**Activity**
Should the word "ItemId" occur in a line of the records, copy that line.

^^^^^^^^

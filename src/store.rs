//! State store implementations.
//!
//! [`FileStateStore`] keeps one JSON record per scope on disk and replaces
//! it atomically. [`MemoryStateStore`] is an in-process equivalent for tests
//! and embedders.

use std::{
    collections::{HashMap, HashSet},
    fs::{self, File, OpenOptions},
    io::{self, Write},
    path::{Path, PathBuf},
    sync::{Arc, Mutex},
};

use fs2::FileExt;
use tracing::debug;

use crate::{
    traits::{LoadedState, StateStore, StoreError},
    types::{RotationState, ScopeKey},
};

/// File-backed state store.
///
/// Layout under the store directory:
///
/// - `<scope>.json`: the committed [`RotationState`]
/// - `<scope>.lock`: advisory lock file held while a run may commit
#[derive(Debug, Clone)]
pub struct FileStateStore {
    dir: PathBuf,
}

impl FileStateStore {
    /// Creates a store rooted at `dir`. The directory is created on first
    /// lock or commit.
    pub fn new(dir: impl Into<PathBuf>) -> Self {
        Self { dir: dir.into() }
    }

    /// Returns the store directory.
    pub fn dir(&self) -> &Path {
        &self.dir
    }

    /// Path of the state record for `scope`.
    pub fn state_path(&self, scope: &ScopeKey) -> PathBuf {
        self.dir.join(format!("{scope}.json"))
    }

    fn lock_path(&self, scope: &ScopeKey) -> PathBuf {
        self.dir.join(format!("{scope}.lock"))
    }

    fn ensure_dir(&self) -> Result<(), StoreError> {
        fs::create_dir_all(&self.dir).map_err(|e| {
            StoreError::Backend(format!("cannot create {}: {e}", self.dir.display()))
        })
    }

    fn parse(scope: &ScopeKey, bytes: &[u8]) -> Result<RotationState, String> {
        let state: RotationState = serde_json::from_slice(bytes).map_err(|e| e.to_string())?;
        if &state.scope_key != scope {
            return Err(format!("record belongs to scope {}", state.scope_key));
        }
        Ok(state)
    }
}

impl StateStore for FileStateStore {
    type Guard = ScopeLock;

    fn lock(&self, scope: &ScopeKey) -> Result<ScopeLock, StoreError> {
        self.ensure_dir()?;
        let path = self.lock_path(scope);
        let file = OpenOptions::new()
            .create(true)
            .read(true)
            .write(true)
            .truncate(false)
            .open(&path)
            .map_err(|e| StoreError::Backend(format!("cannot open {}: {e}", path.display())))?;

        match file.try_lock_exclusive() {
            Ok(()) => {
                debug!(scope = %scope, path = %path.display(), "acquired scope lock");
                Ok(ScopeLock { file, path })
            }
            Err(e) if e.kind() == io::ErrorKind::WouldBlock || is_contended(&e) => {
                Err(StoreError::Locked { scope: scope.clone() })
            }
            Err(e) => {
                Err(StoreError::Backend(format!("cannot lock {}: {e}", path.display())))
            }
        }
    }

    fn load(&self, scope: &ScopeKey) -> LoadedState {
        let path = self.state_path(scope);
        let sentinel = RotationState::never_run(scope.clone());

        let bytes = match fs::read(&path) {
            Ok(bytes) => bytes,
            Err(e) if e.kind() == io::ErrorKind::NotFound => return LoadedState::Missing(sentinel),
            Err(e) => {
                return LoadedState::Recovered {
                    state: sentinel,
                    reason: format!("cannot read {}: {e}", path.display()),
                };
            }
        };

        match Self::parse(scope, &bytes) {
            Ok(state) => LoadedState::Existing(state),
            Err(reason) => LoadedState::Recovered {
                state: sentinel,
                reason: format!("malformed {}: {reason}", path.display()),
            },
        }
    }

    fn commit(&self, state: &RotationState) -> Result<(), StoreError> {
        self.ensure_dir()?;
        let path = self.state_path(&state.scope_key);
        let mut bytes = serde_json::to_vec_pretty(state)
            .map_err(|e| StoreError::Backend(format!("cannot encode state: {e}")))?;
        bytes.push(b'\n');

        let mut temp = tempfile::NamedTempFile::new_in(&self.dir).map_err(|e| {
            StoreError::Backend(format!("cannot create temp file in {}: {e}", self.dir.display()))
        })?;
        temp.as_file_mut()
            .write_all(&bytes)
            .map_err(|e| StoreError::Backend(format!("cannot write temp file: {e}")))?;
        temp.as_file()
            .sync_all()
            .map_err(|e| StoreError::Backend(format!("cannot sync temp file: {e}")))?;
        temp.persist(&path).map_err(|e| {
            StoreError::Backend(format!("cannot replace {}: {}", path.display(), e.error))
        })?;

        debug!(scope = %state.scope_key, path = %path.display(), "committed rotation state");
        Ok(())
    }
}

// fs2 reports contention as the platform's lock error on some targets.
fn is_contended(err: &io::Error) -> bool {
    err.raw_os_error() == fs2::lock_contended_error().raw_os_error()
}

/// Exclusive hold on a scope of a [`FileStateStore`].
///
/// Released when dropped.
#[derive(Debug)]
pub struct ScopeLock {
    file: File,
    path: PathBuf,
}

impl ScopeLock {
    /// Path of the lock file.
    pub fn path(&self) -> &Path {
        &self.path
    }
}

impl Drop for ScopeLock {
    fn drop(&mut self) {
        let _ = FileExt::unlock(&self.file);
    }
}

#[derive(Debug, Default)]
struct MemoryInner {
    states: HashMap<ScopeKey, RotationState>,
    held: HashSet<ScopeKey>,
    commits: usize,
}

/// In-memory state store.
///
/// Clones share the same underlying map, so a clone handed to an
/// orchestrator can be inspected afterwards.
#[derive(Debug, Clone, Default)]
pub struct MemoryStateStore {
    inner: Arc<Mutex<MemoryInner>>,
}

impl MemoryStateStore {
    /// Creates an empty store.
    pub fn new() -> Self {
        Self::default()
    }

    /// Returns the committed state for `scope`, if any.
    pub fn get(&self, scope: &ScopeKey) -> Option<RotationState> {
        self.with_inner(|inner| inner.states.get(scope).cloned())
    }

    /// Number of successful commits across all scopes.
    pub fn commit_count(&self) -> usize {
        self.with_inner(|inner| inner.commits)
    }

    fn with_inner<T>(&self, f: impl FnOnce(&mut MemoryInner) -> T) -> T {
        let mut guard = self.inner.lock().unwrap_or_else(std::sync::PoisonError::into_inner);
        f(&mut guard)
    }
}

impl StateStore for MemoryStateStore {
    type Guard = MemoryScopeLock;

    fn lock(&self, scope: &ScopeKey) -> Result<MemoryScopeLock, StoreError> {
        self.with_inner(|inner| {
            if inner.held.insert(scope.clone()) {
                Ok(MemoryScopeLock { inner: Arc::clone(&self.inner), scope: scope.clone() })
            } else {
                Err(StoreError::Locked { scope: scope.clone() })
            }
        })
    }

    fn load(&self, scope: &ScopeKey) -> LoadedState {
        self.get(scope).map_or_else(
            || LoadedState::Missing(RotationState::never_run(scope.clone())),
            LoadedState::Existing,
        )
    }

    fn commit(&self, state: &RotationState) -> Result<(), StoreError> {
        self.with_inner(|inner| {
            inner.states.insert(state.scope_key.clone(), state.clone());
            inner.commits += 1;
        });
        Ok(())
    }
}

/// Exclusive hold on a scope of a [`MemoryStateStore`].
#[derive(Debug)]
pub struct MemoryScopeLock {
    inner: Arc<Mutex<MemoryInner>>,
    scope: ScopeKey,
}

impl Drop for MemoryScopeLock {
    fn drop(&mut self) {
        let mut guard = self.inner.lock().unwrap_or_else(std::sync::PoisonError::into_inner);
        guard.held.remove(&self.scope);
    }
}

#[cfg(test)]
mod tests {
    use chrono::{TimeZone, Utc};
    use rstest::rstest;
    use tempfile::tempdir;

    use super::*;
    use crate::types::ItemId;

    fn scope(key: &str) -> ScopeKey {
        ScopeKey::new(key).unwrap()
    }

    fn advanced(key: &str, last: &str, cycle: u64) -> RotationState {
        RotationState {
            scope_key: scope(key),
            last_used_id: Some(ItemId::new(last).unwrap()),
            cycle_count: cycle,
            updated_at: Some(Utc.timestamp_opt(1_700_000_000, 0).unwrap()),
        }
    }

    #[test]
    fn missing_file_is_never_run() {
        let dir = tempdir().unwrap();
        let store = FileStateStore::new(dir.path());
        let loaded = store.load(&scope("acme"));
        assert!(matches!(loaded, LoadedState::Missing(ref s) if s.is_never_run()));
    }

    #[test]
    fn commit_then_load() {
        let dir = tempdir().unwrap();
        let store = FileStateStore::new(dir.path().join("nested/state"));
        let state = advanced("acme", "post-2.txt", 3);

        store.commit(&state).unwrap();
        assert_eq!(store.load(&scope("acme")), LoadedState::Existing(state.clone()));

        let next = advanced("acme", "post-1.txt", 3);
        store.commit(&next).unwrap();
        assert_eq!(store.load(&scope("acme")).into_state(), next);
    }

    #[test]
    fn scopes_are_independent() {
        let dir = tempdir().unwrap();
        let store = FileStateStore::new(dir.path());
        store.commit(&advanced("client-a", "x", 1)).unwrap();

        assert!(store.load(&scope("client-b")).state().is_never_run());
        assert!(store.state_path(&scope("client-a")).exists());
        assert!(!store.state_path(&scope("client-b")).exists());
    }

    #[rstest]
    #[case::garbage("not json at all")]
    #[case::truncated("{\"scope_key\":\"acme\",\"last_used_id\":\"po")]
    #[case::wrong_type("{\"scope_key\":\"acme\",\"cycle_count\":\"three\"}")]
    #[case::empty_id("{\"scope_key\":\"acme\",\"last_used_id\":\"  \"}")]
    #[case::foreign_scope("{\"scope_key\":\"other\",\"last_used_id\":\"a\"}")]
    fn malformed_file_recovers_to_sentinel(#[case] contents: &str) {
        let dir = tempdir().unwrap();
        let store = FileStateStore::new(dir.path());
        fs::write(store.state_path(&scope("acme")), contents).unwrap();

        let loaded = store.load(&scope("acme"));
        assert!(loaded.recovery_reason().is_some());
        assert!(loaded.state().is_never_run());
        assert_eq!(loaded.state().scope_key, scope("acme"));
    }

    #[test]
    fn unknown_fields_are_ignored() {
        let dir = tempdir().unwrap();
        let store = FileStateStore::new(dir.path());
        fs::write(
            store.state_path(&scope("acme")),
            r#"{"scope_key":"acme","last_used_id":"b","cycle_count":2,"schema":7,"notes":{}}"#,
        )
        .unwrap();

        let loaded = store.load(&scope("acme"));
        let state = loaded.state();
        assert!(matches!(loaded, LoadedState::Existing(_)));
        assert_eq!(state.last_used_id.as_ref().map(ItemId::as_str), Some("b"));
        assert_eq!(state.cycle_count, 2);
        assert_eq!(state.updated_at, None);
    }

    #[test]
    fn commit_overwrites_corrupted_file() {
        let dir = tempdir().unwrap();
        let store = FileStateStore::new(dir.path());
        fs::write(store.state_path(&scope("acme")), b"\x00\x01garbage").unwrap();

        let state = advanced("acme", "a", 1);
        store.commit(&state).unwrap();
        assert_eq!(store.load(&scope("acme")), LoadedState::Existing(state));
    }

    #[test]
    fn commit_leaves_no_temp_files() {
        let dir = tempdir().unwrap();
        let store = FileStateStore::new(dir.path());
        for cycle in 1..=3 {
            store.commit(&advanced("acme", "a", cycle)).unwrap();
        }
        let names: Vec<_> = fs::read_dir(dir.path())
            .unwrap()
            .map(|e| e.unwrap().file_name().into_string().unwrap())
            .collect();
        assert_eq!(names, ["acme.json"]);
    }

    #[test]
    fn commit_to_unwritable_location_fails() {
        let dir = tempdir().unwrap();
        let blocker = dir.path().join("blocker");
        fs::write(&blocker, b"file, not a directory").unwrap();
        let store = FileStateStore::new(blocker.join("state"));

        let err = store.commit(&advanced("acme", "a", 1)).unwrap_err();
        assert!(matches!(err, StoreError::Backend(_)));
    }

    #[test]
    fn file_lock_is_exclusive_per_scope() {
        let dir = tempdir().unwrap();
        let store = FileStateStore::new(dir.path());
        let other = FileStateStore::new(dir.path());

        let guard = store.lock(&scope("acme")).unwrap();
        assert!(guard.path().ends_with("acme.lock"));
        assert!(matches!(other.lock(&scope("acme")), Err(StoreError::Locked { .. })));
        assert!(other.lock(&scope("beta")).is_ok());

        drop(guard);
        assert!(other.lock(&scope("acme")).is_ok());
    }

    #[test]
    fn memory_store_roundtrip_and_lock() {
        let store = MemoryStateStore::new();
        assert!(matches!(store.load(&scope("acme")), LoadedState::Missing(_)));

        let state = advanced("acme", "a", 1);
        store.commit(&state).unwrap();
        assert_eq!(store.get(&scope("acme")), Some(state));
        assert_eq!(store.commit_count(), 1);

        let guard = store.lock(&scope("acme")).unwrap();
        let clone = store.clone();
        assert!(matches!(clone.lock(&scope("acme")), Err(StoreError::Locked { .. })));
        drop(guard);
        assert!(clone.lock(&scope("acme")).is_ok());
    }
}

^^^^^^^^

**Your solution**
    use crate::types::ItemId;
            last_used_id: Some(ItemId::new(last).unwrap()),
        assert_eq!(state.last_used_id.as_ref().map(ItemId::as_str), Some("b"));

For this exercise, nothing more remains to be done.